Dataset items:
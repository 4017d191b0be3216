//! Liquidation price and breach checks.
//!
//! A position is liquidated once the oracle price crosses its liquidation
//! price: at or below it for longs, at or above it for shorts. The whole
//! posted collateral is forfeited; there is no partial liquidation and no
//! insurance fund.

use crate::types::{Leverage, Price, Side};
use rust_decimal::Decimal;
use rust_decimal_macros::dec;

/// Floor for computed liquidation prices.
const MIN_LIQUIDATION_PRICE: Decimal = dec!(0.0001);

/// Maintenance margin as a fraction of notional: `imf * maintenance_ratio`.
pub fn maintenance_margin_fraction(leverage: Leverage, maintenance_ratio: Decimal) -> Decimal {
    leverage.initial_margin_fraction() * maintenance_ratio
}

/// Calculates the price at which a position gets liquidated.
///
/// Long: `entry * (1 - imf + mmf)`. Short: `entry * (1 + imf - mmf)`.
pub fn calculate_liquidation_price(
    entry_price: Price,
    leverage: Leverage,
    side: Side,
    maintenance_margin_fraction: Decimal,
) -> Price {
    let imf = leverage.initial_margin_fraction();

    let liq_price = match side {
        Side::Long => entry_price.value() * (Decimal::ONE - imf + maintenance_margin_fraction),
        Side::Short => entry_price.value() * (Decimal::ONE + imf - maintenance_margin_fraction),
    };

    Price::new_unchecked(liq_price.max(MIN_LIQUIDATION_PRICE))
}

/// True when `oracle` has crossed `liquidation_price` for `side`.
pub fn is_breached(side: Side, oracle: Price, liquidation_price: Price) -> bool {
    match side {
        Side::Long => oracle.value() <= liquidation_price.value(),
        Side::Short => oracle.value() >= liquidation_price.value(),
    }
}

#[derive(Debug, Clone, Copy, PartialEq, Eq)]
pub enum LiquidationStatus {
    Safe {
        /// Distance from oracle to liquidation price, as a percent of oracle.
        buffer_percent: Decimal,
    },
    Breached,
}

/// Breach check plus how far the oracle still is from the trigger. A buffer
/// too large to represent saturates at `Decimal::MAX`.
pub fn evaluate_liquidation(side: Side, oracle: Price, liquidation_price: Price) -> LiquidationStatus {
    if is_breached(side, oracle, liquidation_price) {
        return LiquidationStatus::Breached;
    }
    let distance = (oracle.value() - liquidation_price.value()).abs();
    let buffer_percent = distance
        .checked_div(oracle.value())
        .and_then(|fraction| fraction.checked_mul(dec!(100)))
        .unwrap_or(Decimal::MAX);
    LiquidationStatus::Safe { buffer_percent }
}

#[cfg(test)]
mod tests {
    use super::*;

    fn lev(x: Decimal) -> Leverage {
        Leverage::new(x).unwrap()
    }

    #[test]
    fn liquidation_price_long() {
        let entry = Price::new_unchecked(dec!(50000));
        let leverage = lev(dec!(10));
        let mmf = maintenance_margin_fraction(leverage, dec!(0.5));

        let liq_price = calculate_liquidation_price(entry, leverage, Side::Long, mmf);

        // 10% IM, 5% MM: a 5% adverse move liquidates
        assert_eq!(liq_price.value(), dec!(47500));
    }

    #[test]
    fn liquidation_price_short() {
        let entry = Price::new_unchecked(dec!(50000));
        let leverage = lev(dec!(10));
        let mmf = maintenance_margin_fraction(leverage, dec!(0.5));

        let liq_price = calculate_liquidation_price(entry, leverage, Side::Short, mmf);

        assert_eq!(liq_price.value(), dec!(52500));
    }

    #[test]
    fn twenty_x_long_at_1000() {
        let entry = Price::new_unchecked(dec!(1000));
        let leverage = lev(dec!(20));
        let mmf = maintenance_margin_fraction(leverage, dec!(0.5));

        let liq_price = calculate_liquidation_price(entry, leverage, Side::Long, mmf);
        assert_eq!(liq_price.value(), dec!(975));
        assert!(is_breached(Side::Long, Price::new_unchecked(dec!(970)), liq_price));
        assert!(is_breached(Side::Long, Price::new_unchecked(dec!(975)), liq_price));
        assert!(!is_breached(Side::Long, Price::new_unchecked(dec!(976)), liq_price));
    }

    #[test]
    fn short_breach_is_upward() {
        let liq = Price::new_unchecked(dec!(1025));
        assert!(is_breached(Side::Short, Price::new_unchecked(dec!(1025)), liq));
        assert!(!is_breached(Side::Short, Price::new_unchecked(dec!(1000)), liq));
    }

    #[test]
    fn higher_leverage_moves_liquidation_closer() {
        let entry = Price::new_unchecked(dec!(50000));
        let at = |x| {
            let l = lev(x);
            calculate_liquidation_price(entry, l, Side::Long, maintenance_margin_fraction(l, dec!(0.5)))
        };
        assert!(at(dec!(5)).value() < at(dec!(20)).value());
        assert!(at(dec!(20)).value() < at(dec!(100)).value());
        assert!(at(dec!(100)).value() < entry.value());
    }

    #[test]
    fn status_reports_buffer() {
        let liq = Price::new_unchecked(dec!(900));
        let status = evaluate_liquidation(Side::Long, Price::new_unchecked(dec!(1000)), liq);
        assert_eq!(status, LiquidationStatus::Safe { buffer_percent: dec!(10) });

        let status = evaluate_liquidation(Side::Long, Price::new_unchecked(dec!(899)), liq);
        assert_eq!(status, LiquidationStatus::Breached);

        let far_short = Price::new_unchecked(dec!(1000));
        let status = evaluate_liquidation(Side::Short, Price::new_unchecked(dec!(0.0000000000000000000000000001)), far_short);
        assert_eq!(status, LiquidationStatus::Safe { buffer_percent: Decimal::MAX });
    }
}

# [Exercise prompt]
Look through the entries above. Copy each line in which the string "Safe" occurs.

# [Answer]
    Safe {
    LiquidationStatus::Safe { buffer_percent }
        assert_eq!(status, LiquidationStatus::Safe { buffer_percent: dec!(10) });
        assert_eq!(status, LiquidationStatus::Safe { buffer_percent: Decimal::MAX });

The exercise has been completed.